Top of Listed entries

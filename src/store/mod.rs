//! Key-value store boundary.
//!
//! The cache core persists two kinds of values through the same narrow
//! interface: the dependency index (one nested JSON record) and cached
//! artifacts (arbitrary JSON values). The trait is deliberately small,
//! just get, set with TTL, flush, and a modification-time query, so any
//! persistent store the host already runs can sit behind it.

mod file;
mod memory;

pub use file::FileStore;
pub use memory::MemoryStore;

use serde_json::Value;

use crate::error::StoreError;
use crate::host::Timestamp;

/// A persistent key-value store partition.
///
/// Values must survive nested structured data (mapping-of-mappings); the
/// dependency index is stored as a single such record. `ttl_secs` of 0
/// means "store default / never expires".
pub trait KvStore: Send + Sync {
    fn get(&self, key: &str) -> Result<Option<Value>, StoreError>;

    fn set(&self, key: &str, value: Value, ttl_secs: u64) -> Result<(), StoreError>;

    /// Remove every entry in this partition.
    fn flush(&self) -> Result<(), StoreError>;

    /// When the value under `key` was last written, if it exists.
    fn modified(&self, key: &str) -> Option<Timestamp>;
}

Bottom of Listed entries

Problem details
Exactly as they stand in the records above, print the lines from the one containing "pub use file::FileStore;" through the final line, inclusive.

Completed exercise
pub use file::FileStore;
pub use memory::MemoryStore;

use serde_json::Value;

use crate::error::StoreError;
use crate::host::Timestamp;

/// A persistent key-value store partition.
///
/// Values must survive nested structured data (mapping-of-mappings); the
/// dependency index is stored as a single such record. `ttl_secs` of 0
/// means "store default / never expires".
pub trait KvStore: Send + Sync {
    fn get(&self, key: &str) -> Result<Option<Value>, StoreError>;

    fn set(&self, key: &str, value: Value, ttl_secs: u64) -> Result<(), StoreError>;

    /// Remove every entry in this partition.
    fn flush(&self) -> Result<(), StoreError>;

    /// When the value under `key` was last written, if it exists.
    fn modified(&self, key: &str) -> Option<Timestamp>;
}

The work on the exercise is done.